ARTHUR D. SPATT, United States District Judge.

On May 3, 2012, the Plaintiffs Stuart Sleppin, Robert Teeman, and Thinkscan.com, LLC (" Thinkscan" ), derivatively, (collectively, " the Plaintiffs" ) commenced this action against the Defendants Thinkscan and Joel Weinberger (" Weinberger" ) in the Supreme Court of the State of New York, County of Suffolk, seeking dissolution of Thinkscan and asserting various state law causes of action against Weinberger for damages. On July 24, 2012 and February 7, 2014, the Plaintiffs amended their state court complaint twice to add the Defendants Drew Westen (" Westen" ), Robert Bornstein (" Bornstein" ), Implicit Strategies, LLC (" Implicit" ), and Westen Strategies.

On March 3, 2014, the Defendants Westen Strategies and Westen filed a notice of removal to federal court pursuant to 28 U.S.C. § 1441(b) on the ground that, the Plaintiffs state law claims were preempted by 17 U.S.C. § 301, et seq., of the Copyright Act (the " Copyright Act" ), and the case fell within the Court's federal question jurisdiction under 28 U.S.C. § 1331. On March 12, 2014, the Defendants Thinkscan, Weinberger, Bornstein, and Implicit filed a petition to join the notice of removal.
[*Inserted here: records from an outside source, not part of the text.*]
//! # Event Subscriber
//!
//! Defines the subscription side of the event bus.

use crate::events::{EventFilter, ProvenanceEvent};
use crate::publisher::Sequenced;
use std::ops::Range;
use thiserror::Error;
use tokio::sync::broadcast;
use tracing::warn;

/// Errors from subscription operations.
#[derive(Debug, Error, Clone, PartialEq, Eq)]
pub enum SubscriptionError {
    /// The event bus was closed.
    #[error("Event bus closed")]
    Closed,
}

/// A subscription handle for receiving events.
pub struct Subscription {
    /// The broadcast receiver.
    receiver: broadcast::Receiver<Sequenced>,

    /// Filter for this subscription.
    filter: EventFilter,

    /// Events skipped because this subscriber fell behind.
    lagged: u64,

    /// Skipped events not yet attributed to a sequence range.
    unplaced_lag: u64,

    /// Sequence ranges skipped since the last `take_gaps`.
    gaps: Vec<Range<u64>>,

    /// Sequence number of the last event taken off the channel.
    last_seq: Option<u64>,
}

impl Subscription {
    pub(crate) fn new(receiver: broadcast::Receiver<Sequenced>, filter: EventFilter) -> Self {
        Self {
            receiver,
            filter,
            lagged: 0,
            unplaced_lag: 0,
            gaps: Vec::new(),
            last_seq: None,
        }
    }

    /// Receive the next event that matches the filter.
    ///
    /// Returns `None` once the bus has been dropped.
    pub async fn recv(&mut self) -> Option<ProvenanceEvent> {
        loop {
            let event = match self.receiver.recv().await {
                Ok(message) => self.accept(message),
                Err(broadcast::error::RecvError::Closed) => return None,
                Err(broadcast::error::RecvError::Lagged(count)) => {
                    self.record_lag(count);
                    continue;
                }
            };

            if self.filter.matches(&event) {
                return Some(event);
            }
        }
    }

    /// Try to receive the next matching event without blocking.
    ///
    /// - `Ok(Some(event))` - An event was available and matched
    /// - `Ok(None)` - No event available
    /// - `Err(SubscriptionError::Closed)` - The bus was dropped
    pub fn try_recv(&mut self) -> Result<Option<ProvenanceEvent>, SubscriptionError> {
        loop {
            let event = match self.receiver.try_recv() {
                Ok(message) => self.accept(message),
                Err(broadcast::error::TryRecvError::Empty) => return Ok(None),
                Err(broadcast::error::TryRecvError::Closed) => {
                    return Err(SubscriptionError::Closed)
                }
                Err(broadcast::error::TryRecvError::Lagged(count)) => {
                    self.record_lag(count);
                    continue;
                }
            };

            if self.filter.matches(&event) {
                return Ok(Some(event));
            }
        }
    }

    /// Drains every matching event currently buffered.
    pub fn drain(&mut self) -> Vec<ProvenanceEvent> {
        let mut events = Vec::new();
        while let Ok(Some(event)) = self.try_recv() {
            events.push(event);
        }
        events
    }

    /// Total events this subscriber missed by lagging.
    #[must_use]
    pub fn lagged(&self) -> u64 {
        self.lagged
    }

    /// Bus sequence ranges missed by lagging since the previous call.
    ///
    /// A range is known once the first event after the gap has been
    /// received. Filtered-out events count toward the sequence.
    pub fn take_gaps(&mut self) -> Vec<Range<u64>> {
        std::mem::take(&mut self.gaps)
    }

    /// Bus sequence number of the last event taken off the channel.
    #[must_use]
    pub fn last_sequence(&self) -> Option<u64> {
        self.last_seq
    }

    /// Get the filter for this subscription.
    #[must_use]
    pub fn filter(&self) -> &EventFilter {
        &self.filter
    }

    fn accept(&mut self, message: Sequenced) -> ProvenanceEvent {
        if self.unplaced_lag > 0 {
            let start = message.seq.saturating_sub(self.unplaced_lag);
            self.gaps.push(start..message.seq);
            self.unplaced_lag = 0;
        }
        self.last_seq = Some(message.seq);
        message.event
    }

    fn record_lag(&mut self, count: u64) {
        self.lagged = self.lagged.saturating_add(count);
        self.unplaced_lag = self.unplaced_lag.saturating_add(count);
        warn!(lagged = count, "Subscriber lagged, some events dropped");
    }
}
On March 27, 2014, the Plaintiffs filed a third amended complaint withdrawing its state law claims for conversion, unjust enrichment, and for injunctive relief and removing Westen Strategies as a Defendant. On April 21, 2014, the Defendants Weinberger, Bornstein, and Implicit asserted counterclaims for various state law causes of action, as well as claims for declaratory judgments as to copyright ownership and non-infringement.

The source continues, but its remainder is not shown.